A couple of nights a week for decades, Mrs. Michalek, still in uniform, would finish a nursing shift at Little Company of Mary Hospital and head to the emergency medical services classes she volunteered to teach in the south and southwest suburbs a couple of nights a week.
“She always instilled when you’re taking care of the patient, you need to treat that person like family,” said Midlothian Fire Chief Stephen M. Hotwagner. “They’re somebody’s brother, dad, daughter, son. Give them the same respect and care you expect your family to receive.”
It wasn’t always easy for her to stand before a room filled with firefighters and police officers, some of them under-experienced but overconfident. But she was a city girl who grew up in North Roseland.
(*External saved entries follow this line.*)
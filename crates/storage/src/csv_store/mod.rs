use std::path::{Path, PathBuf};
use std::sync::Arc;

use tempo_core::model::{CompletedResponse, QuestionSet};

use crate::repository::{QuestionRepository, ResultsRepository, Storage, StorageError};

mod question_file;
mod results_file;

/// Relative location of the question definitions, under the data directory.
pub const QUESTION_FILE: &str = "questions.csv";

/// Relative location of the results table, under the data directory.
pub const RESULTS_FILE: &str = "output/survey_data.csv";

/// Encoding for the results file.
///
/// `ShiftJis` matches the narrow encoding legacy spreadsheet tools expect
/// on Japanese systems. Question definitions are always UTF-8.
#[derive(Debug, Clone, Copy, Default, PartialEq, Eq)]
pub enum OutputEncoding {
    #[default]
    Utf8,
    ShiftJis,
}

/// CSV-backed repositories rooted at a data directory.
#[derive(Debug, Clone)]
pub struct CsvRepository {
    questions_path: PathBuf,
    results_path: PathBuf,
    encoding: OutputEncoding,
}

impl CsvRepository {
    /// Build a repository over `<data_dir>/questions.csv` and
    /// `<data_dir>/output/survey_data.csv`. Nothing is touched on disk
    /// until the first load, save, or append.
    #[must_use]
    pub fn new(data_dir: impl Into<PathBuf>, encoding: OutputEncoding) -> Self {
        let data_dir = data_dir.into();
        Self {
            questions_path: data_dir.join(QUESTION_FILE),
            results_path: data_dir.join(RESULTS_FILE),
            encoding,
        }
    }

    #[must_use]
    pub fn questions_path(&self) -> &Path {
        &self.questions_path
    }

    #[must_use]
    pub fn results_path(&self) -> &Path {
        &self.results_path
    }

    #[must_use]
    pub fn encoding(&self) -> OutputEncoding {
        self.encoding
    }
}

impl QuestionRepository for CsvRepository {
    fn load(&self) -> Result<QuestionSet, StorageError> {
        question_file::load(&self.questions_path)
    }

    fn save(&self, questions: &QuestionSet) -> Result<(), StorageError> {
        question_file::save(&self.questions_path, questions)
    }
}

impl ResultsRepository for CsvRepository {
    fn append(&self, response: &CompletedResponse) -> Result<(), StorageError> {
        results_file::append(&self.results_path, self.encoding, response)
    }
}

impl Storage {
    /// Build a `Storage` backed by CSV files under the data directory.
    #[must_use]
    pub fn csv(data_dir: impl Into<PathBuf>, encoding: OutputEncoding) -> Self {
        let repo = CsvRepository::new(data_dir, encoding);
        let questions: Arc<dyn QuestionRepository> = Arc::new(repo.clone());
        let results: Arc<dyn ResultsRepository> = Arc::new(repo);
        Self { questions, results }
    }
}

#[cfg(test)]
mod tests {
    use super::*;

    #[test]
    fn repository_is_send_sync() {
        fn assert_send_sync<T: Send + Sync>() {}
        assert_send_sync::<CsvRepository>();
    }

    #[test]
    fn paths_hang_off_the_data_directory() {
        let repo = CsvRepository::new("/tmp/tempo", OutputEncoding::Utf8);
        assert!(repo.questions_path().ends_with("questions.csv"));
        assert!(repo.results_path().ends_with("output/survey_data.csv"));
    }
}
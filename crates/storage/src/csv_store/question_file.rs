//! Load/save for the question definitions file.

use std::fs;
use std::path::Path;

use tempo_core::model::{QuestionError, QuestionSet};

use crate::repository::{QuestionRow, StorageError};

const HEADER: [&str; 2] = ["Key", "Question"];

/// Read the question file, or an empty set when the file is absent.
pub(crate) fn load(path: &Path) -> Result<QuestionSet, StorageError> {
    if !path.exists() {
        return Ok(QuestionSet::new());
    }

    let mut reader = csv::Reader::from_path(path)?;
    let headers: Vec<String> = reader.headers()?.iter().map(str::to_owned).collect();
    if headers != HEADER {
        return Err(StorageError::MalformedQuestionFile(format!(
            "expected header Key,Question, found: {}",
            headers.join(",")
        )));
    }

    let mut questions = QuestionSet::new();
    for row in reader.deserialize::<QuestionRow>() {
        let question = row?.into_question().map_err(malformed)?;
        questions.upsert(question);
    }
    Ok(questions)
}

/// Overwrite the question file: fixed `Key,Question` header, one row per
/// question, UTF-8. The parent directory is created if needed.
pub(crate) fn save(path: &Path, questions: &QuestionSet) -> Result<(), StorageError> {
    if let Some(parent) = path.parent() {
        fs::create_dir_all(parent)?;
    }

    let mut writer = csv::WriterBuilder::new().has_headers(false).from_path(path)?;
    writer.write_record(HEADER)?;
    for question in questions.iter() {
        writer.serialize(QuestionRow::from_question(question))?;
    }
    writer.flush()?;
    Ok(())
}

fn malformed(err: QuestionError) -> StorageError {
    StorageError::MalformedQuestionFile(err.to_string())
}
If a lesson was interrupted by a know-it-all, Mrs. Michalek would make sure he wouldn’t make the same mistake twice. She might ask, “Do you wanna get yourself up here and you teach?”
“She educated and trained so many emergency medical technicians with passion and humility,” said Dr. Bernie Heilicser of Ingalls Hospital, medical director of the South Cook County EMS System.
Those who went through the classes she organized included three Chicago fire commissioners; James Joyce, Ray Orozco Jr., and Robert Hoff, according to her son Gary Michalek, a Chicago firefighter.
“Cheryl’s one of the pioneers,” said Dr. Michael O’Mara, chair of emergency medicine at Little Company of Mary. “She was one of the first nurses to teach EMTs on the whole South Side.”
“I remember my mother going in her purse and digging out pennies to buy a pool pass for the summer,” said Sue Stacey, a dispatch supervisor. “We always had each other. We didn’t take vacations, but we had Sunday dinner.”
If her EMT students were struggling, she invited them over for study groups, said another son, Rick, who went into construction.
She is also survived by another son, Scott, a Metra conductor, 13 grandchildren and three great-grandchildren.